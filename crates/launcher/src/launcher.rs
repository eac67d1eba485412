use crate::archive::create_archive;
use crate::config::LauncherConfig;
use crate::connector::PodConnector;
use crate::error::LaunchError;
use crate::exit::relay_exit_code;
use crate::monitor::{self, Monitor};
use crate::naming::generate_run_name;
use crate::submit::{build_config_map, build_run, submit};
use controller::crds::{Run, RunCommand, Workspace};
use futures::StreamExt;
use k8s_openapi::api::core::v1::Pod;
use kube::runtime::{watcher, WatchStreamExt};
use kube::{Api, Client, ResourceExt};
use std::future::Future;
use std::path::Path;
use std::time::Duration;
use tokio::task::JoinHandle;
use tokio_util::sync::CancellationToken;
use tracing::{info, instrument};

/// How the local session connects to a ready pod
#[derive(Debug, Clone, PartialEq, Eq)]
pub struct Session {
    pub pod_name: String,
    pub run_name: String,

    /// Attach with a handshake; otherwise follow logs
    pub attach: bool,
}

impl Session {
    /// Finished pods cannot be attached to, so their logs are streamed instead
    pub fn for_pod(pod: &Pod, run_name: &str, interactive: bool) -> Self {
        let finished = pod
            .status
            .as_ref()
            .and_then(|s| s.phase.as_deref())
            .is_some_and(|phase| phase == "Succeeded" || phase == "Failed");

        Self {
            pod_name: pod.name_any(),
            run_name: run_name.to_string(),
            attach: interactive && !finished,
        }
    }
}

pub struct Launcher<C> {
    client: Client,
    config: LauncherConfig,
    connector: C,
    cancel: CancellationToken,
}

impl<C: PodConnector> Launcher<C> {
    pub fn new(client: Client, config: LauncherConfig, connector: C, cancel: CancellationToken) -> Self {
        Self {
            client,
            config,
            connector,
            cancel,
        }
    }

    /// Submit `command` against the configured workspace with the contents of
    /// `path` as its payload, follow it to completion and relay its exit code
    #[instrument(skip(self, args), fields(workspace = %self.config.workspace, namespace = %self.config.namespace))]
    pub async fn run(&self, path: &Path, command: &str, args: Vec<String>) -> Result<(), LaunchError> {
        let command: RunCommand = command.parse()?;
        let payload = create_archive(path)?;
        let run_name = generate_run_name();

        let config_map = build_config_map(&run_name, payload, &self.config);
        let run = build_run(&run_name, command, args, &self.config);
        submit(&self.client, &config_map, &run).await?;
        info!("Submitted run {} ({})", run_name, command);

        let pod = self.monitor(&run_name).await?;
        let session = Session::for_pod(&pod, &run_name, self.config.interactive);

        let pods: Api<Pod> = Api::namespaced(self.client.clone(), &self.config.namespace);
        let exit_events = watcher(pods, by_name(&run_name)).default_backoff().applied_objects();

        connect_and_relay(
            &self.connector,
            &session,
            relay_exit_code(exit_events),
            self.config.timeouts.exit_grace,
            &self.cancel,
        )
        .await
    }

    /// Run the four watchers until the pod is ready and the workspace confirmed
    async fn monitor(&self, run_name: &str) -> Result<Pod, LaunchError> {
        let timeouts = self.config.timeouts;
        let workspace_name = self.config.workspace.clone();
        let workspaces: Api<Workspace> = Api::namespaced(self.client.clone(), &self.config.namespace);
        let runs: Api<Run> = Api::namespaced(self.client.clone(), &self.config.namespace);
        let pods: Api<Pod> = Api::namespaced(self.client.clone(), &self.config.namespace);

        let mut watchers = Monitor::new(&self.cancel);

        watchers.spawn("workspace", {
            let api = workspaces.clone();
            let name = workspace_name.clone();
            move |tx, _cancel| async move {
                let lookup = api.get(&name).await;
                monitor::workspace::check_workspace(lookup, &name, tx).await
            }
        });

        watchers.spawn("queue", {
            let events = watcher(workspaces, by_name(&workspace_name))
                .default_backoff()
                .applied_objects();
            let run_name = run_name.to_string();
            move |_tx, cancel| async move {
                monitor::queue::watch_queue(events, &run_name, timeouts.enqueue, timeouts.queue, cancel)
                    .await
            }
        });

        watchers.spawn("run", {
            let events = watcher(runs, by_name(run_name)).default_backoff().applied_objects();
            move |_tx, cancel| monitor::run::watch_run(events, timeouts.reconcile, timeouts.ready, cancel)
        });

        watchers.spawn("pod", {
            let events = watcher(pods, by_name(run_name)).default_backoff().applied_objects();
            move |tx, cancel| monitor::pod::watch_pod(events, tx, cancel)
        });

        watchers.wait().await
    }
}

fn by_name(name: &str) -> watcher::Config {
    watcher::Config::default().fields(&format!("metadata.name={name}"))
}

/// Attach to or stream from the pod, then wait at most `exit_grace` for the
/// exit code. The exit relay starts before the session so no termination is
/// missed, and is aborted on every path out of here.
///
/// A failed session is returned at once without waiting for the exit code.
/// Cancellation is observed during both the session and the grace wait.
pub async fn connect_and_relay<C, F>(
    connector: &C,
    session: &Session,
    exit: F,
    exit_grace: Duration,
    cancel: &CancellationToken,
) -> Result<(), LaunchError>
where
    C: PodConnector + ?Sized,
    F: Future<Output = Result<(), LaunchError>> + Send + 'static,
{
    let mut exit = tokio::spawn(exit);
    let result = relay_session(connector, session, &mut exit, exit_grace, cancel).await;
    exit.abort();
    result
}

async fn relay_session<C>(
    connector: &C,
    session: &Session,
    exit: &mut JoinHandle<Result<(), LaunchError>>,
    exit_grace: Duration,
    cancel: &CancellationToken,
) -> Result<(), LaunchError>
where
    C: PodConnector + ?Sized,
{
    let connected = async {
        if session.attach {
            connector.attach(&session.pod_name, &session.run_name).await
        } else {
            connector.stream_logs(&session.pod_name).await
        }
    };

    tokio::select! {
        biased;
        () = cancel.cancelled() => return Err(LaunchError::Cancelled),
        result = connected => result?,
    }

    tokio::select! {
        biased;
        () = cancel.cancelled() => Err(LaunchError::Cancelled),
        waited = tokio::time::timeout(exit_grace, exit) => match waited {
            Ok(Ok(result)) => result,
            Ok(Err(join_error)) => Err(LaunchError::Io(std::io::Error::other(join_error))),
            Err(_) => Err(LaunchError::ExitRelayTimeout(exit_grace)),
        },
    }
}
•••
▸ **What to produce**
Please retype the whole of the material above exactly.

▸ **Expected answer**
filename crates/launcher/src/launcher.rs
repository eac67d1eba485412
use crate::archive::create_archive;
use crate::config::LauncherConfig;
use crate::connector::PodConnector;
use crate::error::LaunchError;
use crate::exit::relay_exit_code;
use crate::monitor::{self, Monitor};
use crate::naming::generate_run_name;
use crate::submit::{build_config_map, build_run, submit};
use controller::crds::{Run, RunCommand, Workspace};
use futures::StreamExt;
use k8s_openapi::api::core::v1::Pod;
use kube::runtime::{watcher, WatchStreamExt};
use kube::{Api, Client, ResourceExt};
use std::future::Future;
use std::path::Path;
use std::time::Duration;
use tokio::task::JoinHandle;
use tokio_util::sync::CancellationToken;
use tracing::{info, instrument};

/// How the local session connects to a ready pod
#[derive(Debug, Clone, PartialEq, Eq)]
pub struct Session {
    pub pod_name: String,
    pub run_name: String,

    /// Attach with a handshake; otherwise follow logs
    pub attach: bool,
}

impl Session {
    /// Finished pods cannot be attached to, so their logs are streamed instead
    pub fn for_pod(pod: &Pod, run_name: &str, interactive: bool) -> Self {
        let finished = pod
            .status
            .as_ref()
            .and_then(|s| s.phase.as_deref())
            .is_some_and(|phase| phase == "Succeeded" || phase == "Failed");

        Self {
            pod_name: pod.name_any(),
            run_name: run_name.to_string(),
            attach: interactive && !finished,
        }
    }
}

pub struct Launcher<C> {
    client: Client,
    config: LauncherConfig,
    connector: C,
    cancel: CancellationToken,
}

impl<C: PodConnector> Launcher<C> {
    pub fn new(client: Client, config: LauncherConfig, connector: C, cancel: CancellationToken) -> Self {
        Self {
            client,
            config,
            connector,
            cancel,
        }
    }

    /// Submit `command` against the configured workspace with the contents of
    /// `path` as its payload, follow it to completion and relay its exit code
    #[instrument(skip(self, args), fields(workspace = %self.config.workspace, namespace = %self.config.namespace))]
    pub async fn run(&self, path: &Path, command: &str, args: Vec<String>) -> Result<(), LaunchError> {
        let command: RunCommand = command.parse()?;
        let payload = create_archive(path)?;
        let run_name = generate_run_name();

        let config_map = build_config_map(&run_name, payload, &self.config);
        let run = build_run(&run_name, command, args, &self.config);
        submit(&self.client, &config_map, &run).await?;
        info!("Submitted run {} ({})", run_name, command);

        let pod = self.monitor(&run_name).await?;
        let session = Session::for_pod(&pod, &run_name, self.config.interactive);

        let pods: Api<Pod> = Api::namespaced(self.client.clone(), &self.config.namespace);
        let exit_events = watcher(pods, by_name(&run_name)).default_backoff().applied_objects();

        connect_and_relay(
            &self.connector,
            &session,
            relay_exit_code(exit_events),
            self.config.timeouts.exit_grace,
            &self.cancel,
        )
        .await
    }

    /// Run the four watchers until the pod is ready and the workspace confirmed
    async fn monitor(&self, run_name: &str) -> Result<Pod, LaunchError> {
        let timeouts = self.config.timeouts;
        let workspace_name = self.config.workspace.clone();
        let workspaces: Api<Workspace> = Api::namespaced(self.client.clone(), &self.config.namespace);
        let runs: Api<Run> = Api::namespaced(self.client.clone(), &self.config.namespace);
        let pods: Api<Pod> = Api::namespaced(self.client.clone(), &self.config.namespace);

        let mut watchers = Monitor::new(&self.cancel);

        watchers.spawn("workspace", {
            let api = workspaces.clone();
            let name = workspace_name.clone();
            move |tx, _cancel| async move {
                let lookup = api.get(&name).await;
                monitor::workspace::check_workspace(lookup, &name, tx).await
            }
        });

        watchers.spawn("queue", {
            let events = watcher(workspaces, by_name(&workspace_name))
                .default_backoff()
                .applied_objects();
            let run_name = run_name.to_string();
            move |_tx, cancel| async move {
                monitor::queue::watch_queue(events, &run_name, timeouts.enqueue, timeouts.queue, cancel)
                    .await
            }
        });

        watchers.spawn("run", {
            let events = watcher(runs, by_name(run_name)).default_backoff().applied_objects();
            move |_tx, cancel| monitor::run::watch_run(events, timeouts.reconcile, timeouts.ready, cancel)
        });

        watchers.spawn("pod", {
            let events = watcher(pods, by_name(run_name)).default_backoff().applied_objects();
            move |tx, cancel| monitor::pod::watch_pod(events, tx, cancel)
        });

        watchers.wait().await
    }
}

fn by_name(name: &str) -> watcher::Config {
    watcher::Config::default().fields(&format!("metadata.name={name}"))
}

/// Attach to or stream from the pod, then wait at most `exit_grace` for the
/// exit code. The exit relay starts before the session so no termination is
/// missed, and is aborted on every path out of here.
///
/// A failed session is returned at once without waiting for the exit code.
/// Cancellation is observed during both the session and the grace wait.
pub async fn connect_and_relay<C, F>(
    connector: &C,
    session: &Session,
    exit: F,
    exit_grace: Duration,
    cancel: &CancellationToken,
) -> Result<(), LaunchError>
where
    C: PodConnector + ?Sized,
    F: Future<Output = Result<(), LaunchError>> + Send + 'static,
{
    let mut exit = tokio::spawn(exit);
    let result = relay_session(connector, session, &mut exit, exit_grace, cancel).await;
    exit.abort();
    result
}

async fn relay_session<C>(
    connector: &C,
    session: &Session,
    exit: &mut JoinHandle<Result<(), LaunchError>>,
    exit_grace: Duration,
    cancel: &CancellationToken,
) -> Result<(), LaunchError>
where
    C: PodConnector + ?Sized,
{
    let connected = async {
        if session.attach {
            connector.attach(&session.pod_name, &session.run_name).await
        } else {
            connector.stream_logs(&session.pod_name).await
        }
    };

    tokio::select! {
        biased;
        () = cancel.cancelled() => return Err(LaunchError::Cancelled),
        result = connected => result?,
    }

    tokio::select! {
        biased;
        () = cancel.cancelled() => Err(LaunchError::Cancelled),
        waited = tokio::time::timeout(exit_grace, exit) => match waited {
            Ok(Ok(result)) => result,
            Ok(Err(join_error)) => Err(LaunchError::Io(std::io::Error::other(join_error))),
            Err(_) => Err(LaunchError::ExitRelayTimeout(exit_grace)),
        },
    }
}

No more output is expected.